**Your instructions**
Could you reproduce all of the entries below without a single change?

**Data section**
☆ ☆ ☆ ☆ ☆ ☆ ☆

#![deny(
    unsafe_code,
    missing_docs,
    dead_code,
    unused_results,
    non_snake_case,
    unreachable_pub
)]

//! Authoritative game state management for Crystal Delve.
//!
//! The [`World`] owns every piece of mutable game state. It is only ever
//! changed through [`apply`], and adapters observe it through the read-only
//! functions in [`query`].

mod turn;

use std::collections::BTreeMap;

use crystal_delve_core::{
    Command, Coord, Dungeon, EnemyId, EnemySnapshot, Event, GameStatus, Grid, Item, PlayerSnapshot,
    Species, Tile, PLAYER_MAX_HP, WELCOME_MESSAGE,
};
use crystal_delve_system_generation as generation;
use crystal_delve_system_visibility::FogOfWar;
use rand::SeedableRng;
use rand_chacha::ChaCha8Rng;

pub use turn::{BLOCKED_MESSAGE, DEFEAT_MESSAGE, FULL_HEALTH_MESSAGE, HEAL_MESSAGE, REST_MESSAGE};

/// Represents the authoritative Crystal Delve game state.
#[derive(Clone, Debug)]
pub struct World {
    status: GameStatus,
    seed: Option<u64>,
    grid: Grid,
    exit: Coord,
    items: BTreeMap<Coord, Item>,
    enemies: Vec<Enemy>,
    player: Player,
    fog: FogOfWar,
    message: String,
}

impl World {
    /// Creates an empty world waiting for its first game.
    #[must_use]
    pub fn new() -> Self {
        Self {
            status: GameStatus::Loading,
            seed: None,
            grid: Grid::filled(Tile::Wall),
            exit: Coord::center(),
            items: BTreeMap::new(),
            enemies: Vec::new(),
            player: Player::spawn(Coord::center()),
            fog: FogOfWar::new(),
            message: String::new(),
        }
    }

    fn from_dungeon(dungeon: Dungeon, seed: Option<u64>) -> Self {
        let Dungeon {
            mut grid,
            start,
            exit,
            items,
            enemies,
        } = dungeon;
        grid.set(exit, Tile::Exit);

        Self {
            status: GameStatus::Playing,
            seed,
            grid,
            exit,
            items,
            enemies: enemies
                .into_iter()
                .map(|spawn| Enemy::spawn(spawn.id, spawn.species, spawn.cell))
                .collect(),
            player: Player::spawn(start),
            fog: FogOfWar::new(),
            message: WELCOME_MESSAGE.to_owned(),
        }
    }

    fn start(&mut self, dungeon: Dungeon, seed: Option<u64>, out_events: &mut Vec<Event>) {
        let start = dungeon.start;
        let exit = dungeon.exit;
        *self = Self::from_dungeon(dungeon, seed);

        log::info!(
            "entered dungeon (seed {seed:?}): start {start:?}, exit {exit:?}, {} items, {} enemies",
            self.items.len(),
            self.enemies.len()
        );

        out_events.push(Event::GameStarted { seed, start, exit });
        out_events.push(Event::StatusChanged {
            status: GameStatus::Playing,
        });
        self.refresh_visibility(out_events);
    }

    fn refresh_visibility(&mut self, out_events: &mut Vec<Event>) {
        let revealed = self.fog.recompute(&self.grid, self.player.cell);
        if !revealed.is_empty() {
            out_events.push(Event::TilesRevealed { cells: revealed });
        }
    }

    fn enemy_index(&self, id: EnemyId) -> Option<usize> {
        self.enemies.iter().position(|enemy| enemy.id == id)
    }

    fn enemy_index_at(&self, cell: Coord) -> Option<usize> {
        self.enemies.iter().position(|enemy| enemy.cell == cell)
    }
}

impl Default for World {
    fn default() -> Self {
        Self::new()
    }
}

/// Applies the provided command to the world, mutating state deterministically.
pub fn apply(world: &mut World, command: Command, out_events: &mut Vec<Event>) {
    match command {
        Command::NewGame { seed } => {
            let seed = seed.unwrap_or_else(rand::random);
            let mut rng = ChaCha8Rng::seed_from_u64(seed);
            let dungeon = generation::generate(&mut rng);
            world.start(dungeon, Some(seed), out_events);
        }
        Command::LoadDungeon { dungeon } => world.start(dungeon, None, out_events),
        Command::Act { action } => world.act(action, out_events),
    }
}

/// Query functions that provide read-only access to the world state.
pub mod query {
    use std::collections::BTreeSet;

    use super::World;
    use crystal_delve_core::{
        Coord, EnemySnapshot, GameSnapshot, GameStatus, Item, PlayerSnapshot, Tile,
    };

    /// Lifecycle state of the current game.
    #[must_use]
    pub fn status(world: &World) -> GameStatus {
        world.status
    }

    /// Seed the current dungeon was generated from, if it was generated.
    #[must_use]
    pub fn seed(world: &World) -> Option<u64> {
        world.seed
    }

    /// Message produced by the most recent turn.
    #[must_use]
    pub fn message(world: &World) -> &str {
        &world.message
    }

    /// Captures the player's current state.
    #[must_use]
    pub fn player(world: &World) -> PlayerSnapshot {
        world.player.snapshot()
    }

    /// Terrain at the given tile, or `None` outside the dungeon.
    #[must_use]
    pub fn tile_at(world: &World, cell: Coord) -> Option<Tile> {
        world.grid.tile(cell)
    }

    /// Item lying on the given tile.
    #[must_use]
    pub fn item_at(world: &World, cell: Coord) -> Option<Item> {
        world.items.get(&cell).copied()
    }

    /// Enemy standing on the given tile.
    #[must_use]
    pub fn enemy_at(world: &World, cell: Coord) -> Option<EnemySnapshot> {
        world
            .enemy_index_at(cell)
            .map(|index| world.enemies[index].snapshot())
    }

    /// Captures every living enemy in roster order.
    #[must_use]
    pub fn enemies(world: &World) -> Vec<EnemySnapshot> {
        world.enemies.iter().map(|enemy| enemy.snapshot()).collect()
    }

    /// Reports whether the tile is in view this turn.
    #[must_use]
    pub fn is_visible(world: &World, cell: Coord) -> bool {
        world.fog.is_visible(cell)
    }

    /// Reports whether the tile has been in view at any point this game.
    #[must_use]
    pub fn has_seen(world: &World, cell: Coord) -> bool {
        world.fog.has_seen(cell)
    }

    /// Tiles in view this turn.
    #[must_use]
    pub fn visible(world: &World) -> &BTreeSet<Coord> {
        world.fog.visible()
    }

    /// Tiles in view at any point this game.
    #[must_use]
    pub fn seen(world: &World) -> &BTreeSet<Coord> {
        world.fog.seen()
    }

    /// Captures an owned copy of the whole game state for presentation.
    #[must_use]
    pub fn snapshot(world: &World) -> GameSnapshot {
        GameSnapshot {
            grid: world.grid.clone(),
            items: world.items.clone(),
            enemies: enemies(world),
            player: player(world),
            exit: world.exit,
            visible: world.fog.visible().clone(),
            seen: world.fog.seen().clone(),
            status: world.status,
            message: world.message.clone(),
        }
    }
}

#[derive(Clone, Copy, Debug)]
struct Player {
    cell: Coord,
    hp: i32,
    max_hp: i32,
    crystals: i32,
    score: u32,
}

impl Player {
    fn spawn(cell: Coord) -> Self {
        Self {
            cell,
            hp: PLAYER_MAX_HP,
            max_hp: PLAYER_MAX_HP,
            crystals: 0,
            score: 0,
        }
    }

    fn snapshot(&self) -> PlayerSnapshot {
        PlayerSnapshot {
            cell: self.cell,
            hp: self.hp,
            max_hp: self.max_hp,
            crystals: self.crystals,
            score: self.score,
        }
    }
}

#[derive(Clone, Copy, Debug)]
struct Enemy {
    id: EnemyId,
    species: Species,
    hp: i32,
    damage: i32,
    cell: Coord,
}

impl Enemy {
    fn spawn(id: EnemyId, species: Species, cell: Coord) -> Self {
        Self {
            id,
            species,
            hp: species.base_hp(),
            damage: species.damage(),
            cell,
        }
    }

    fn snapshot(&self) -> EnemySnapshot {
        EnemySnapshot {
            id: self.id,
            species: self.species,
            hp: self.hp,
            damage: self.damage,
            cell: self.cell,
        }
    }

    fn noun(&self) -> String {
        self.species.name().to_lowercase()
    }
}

☆ ☆ ☆ ☆ ☆ ☆ ☆

**Completed task**
#![deny(
    unsafe_code,
    missing_docs,
    dead_code,
    unused_results,
    non_snake_case,
    unreachable_pub
)]

//! Authoritative game state management for Crystal Delve.
//!
//! The [`World`] owns every piece of mutable game state. It is only ever
//! changed through [`apply`], and adapters observe it through the read-only
//! functions in [`query`].

mod turn;

use std::collections::BTreeMap;

use crystal_delve_core::{
    Command, Coord, Dungeon, EnemyId, EnemySnapshot, Event, GameStatus, Grid, Item, PlayerSnapshot,
    Species, Tile, PLAYER_MAX_HP, WELCOME_MESSAGE,
};
use crystal_delve_system_generation as generation;
use crystal_delve_system_visibility::FogOfWar;
use rand::SeedableRng;
use rand_chacha::ChaCha8Rng;

pub use turn::{BLOCKED_MESSAGE, DEFEAT_MESSAGE, FULL_HEALTH_MESSAGE, HEAL_MESSAGE, REST_MESSAGE};

/// Represents the authoritative Crystal Delve game state.
#[derive(Clone, Debug)]
pub struct World {
    status: GameStatus,
    seed: Option<u64>,
    grid: Grid,
    exit: Coord,
    items: BTreeMap<Coord, Item>,
    enemies: Vec<Enemy>,
    player: Player,
    fog: FogOfWar,
    message: String,
}

impl World {
    /// Creates an empty world waiting for its first game.
    #[must_use]
    pub fn new() -> Self {
        Self {
            status: GameStatus::Loading,
            seed: None,
            grid: Grid::filled(Tile::Wall),
            exit: Coord::center(),
            items: BTreeMap::new(),
            enemies: Vec::new(),
            player: Player::spawn(Coord::center()),
            fog: FogOfWar::new(),
            message: String::new(),
        }
    }

    fn from_dungeon(dungeon: Dungeon, seed: Option<u64>) -> Self {
        let Dungeon {
            mut grid,
            start,
            exit,
            items,
            enemies,
        } = dungeon;
        grid.set(exit, Tile::Exit);

        Self {
            status: GameStatus::Playing,
            seed,
            grid,
            exit,
            items,
            enemies: enemies
                .into_iter()
                .map(|spawn| Enemy::spawn(spawn.id, spawn.species, spawn.cell))
                .collect(),
            player: Player::spawn(start),
            fog: FogOfWar::new(),
            message: WELCOME_MESSAGE.to_owned(),
        }
    }

    fn start(&mut self, dungeon: Dungeon, seed: Option<u64>, out_events: &mut Vec<Event>) {
        let start = dungeon.start;
        let exit = dungeon.exit;
        *self = Self::from_dungeon(dungeon, seed);

        log::info!(
            "entered dungeon (seed {seed:?}): start {start:?}, exit {exit:?}, {} items, {} enemies",
            self.items.len(),
            self.enemies.len()
        );

        out_events.push(Event::GameStarted { seed, start, exit });
        out_events.push(Event::StatusChanged {
            status: GameStatus::Playing,
        });
        self.refresh_visibility(out_events);
    }

    fn refresh_visibility(&mut self, out_events: &mut Vec<Event>) {
        let revealed = self.fog.recompute(&self.grid, self.player.cell);
        if !revealed.is_empty() {
            out_events.push(Event::TilesRevealed { cells: revealed });
        }
    }

    fn enemy_index(&self, id: EnemyId) -> Option<usize> {
        self.enemies.iter().position(|enemy| enemy.id == id)
    }

    fn enemy_index_at(&self, cell: Coord) -> Option<usize> {
        self.enemies.iter().position(|enemy| enemy.cell == cell)
    }
}

impl Default for World {
    fn default() -> Self {
        Self::new()
    }
}

/// Applies the provided command to the world, mutating state deterministically.
pub fn apply(world: &mut World, command: Command, out_events: &mut Vec<Event>) {
    match command {
        Command::NewGame { seed } => {
            let seed = seed.unwrap_or_else(rand::random);
            let mut rng = ChaCha8Rng::seed_from_u64(seed);
            let dungeon = generation::generate(&mut rng);
            world.start(dungeon, Some(seed), out_events);
        }
        Command::LoadDungeon { dungeon } => world.start(dungeon, None, out_events),
        Command::Act { action } => world.act(action, out_events),
    }
}

/// Query functions that provide read-only access to the world state.
pub mod query {
    use std::collections::BTreeSet;

    use super::World;
    use crystal_delve_core::{
        Coord, EnemySnapshot, GameSnapshot, GameStatus, Item, PlayerSnapshot, Tile,
    };

    /// Lifecycle state of the current game.
    #[must_use]
    pub fn status(world: &World) -> GameStatus {
        world.status
    }

    /// Seed the current dungeon was generated from, if it was generated.
    #[must_use]
    pub fn seed(world: &World) -> Option<u64> {
        world.seed
    }

    /// Message produced by the most recent turn.
    #[must_use]
    pub fn message(world: &World) -> &str {
        &world.message
    }

    /// Captures the player's current state.
    #[must_use]
    pub fn player(world: &World) -> PlayerSnapshot {
        world.player.snapshot()
    }

    /// Terrain at the given tile, or `None` outside the dungeon.
    #[must_use]
    pub fn tile_at(world: &World, cell: Coord) -> Option<Tile> {
        world.grid.tile(cell)
    }

    /// Item lying on the given tile.
    #[must_use]
    pub fn item_at(world: &World, cell: Coord) -> Option<Item> {
        world.items.get(&cell).copied()
    }

    /// Enemy standing on the given tile.
    #[must_use]
    pub fn enemy_at(world: &World, cell: Coord) -> Option<EnemySnapshot> {
        world
            .enemy_index_at(cell)
            .map(|index| world.enemies[index].snapshot())
    }

    /// Captures every living enemy in roster order.
    #[must_use]
    pub fn enemies(world: &World) -> Vec<EnemySnapshot> {
        world.enemies.iter().map(|enemy| enemy.snapshot()).collect()
    }

    /// Reports whether the tile is in view this turn.
    #[must_use]
    pub fn is_visible(world: &World, cell: Coord) -> bool {
        world.fog.is_visible(cell)
    }

    /// Reports whether the tile has been in view at any point this game.
    #[must_use]
    pub fn has_seen(world: &World, cell: Coord) -> bool {
        world.fog.has_seen(cell)
    }

    /// Tiles in view this turn.
    #[must_use]
    pub fn visible(world: &World) -> &BTreeSet<Coord> {
        world.fog.visible()
    }

    /// Tiles in view at any point this game.
    #[must_use]
    pub fn seen(world: &World) -> &BTreeSet<Coord> {
        world.fog.seen()
    }

    /// Captures an owned copy of the whole game state for presentation.
    #[must_use]
    pub fn snapshot(world: &World) -> GameSnapshot {
        GameSnapshot {
            grid: world.grid.clone(),
            items: world.items.clone(),
            enemies: enemies(world),
            player: player(world),
            exit: world.exit,
            visible: world.fog.visible().clone(),
            seen: world.fog.seen().clone(),
            status: world.status,
            message: world.message.clone(),
        }
    }
}

#[derive(Clone, Copy, Debug)]
struct Player {
    cell: Coord,
    hp: i32,
    max_hp: i32,
    crystals: i32,
    score: u32,
}

impl Player {
    fn spawn(cell: Coord) -> Self {
        Self {
            cell,
            hp: PLAYER_MAX_HP,
            max_hp: PLAYER_MAX_HP,
            crystals: 0,
            score: 0,
        }
    }

    fn snapshot(&self) -> PlayerSnapshot {
        PlayerSnapshot {
            cell: self.cell,
            hp: self.hp,
            max_hp: self.max_hp,
            crystals: self.crystals,
            score: self.score,
        }
    }
}

#[derive(Clone, Copy, Debug)]
struct Enemy {
    id: EnemyId,
    species: Species,
    hp: i32,
    damage: i32,
    cell: Coord,
}

impl Enemy {
    fn spawn(id: EnemyId, species: Species, cell: Coord) -> Self {
        Self {
            id,
            species,
            hp: species.base_hp(),
            damage: species.damage(),
            cell,
        }
    }

    fn snapshot(&self) -> EnemySnapshot {
        EnemySnapshot {
            id: self.id,
            species: self.species,
            hp: self.hp,
            damage: self.damage,
            cell: self.cell,
        }
    }

    fn noun(&self) -> String {
        self.species.name().to_lowercase()
    }
}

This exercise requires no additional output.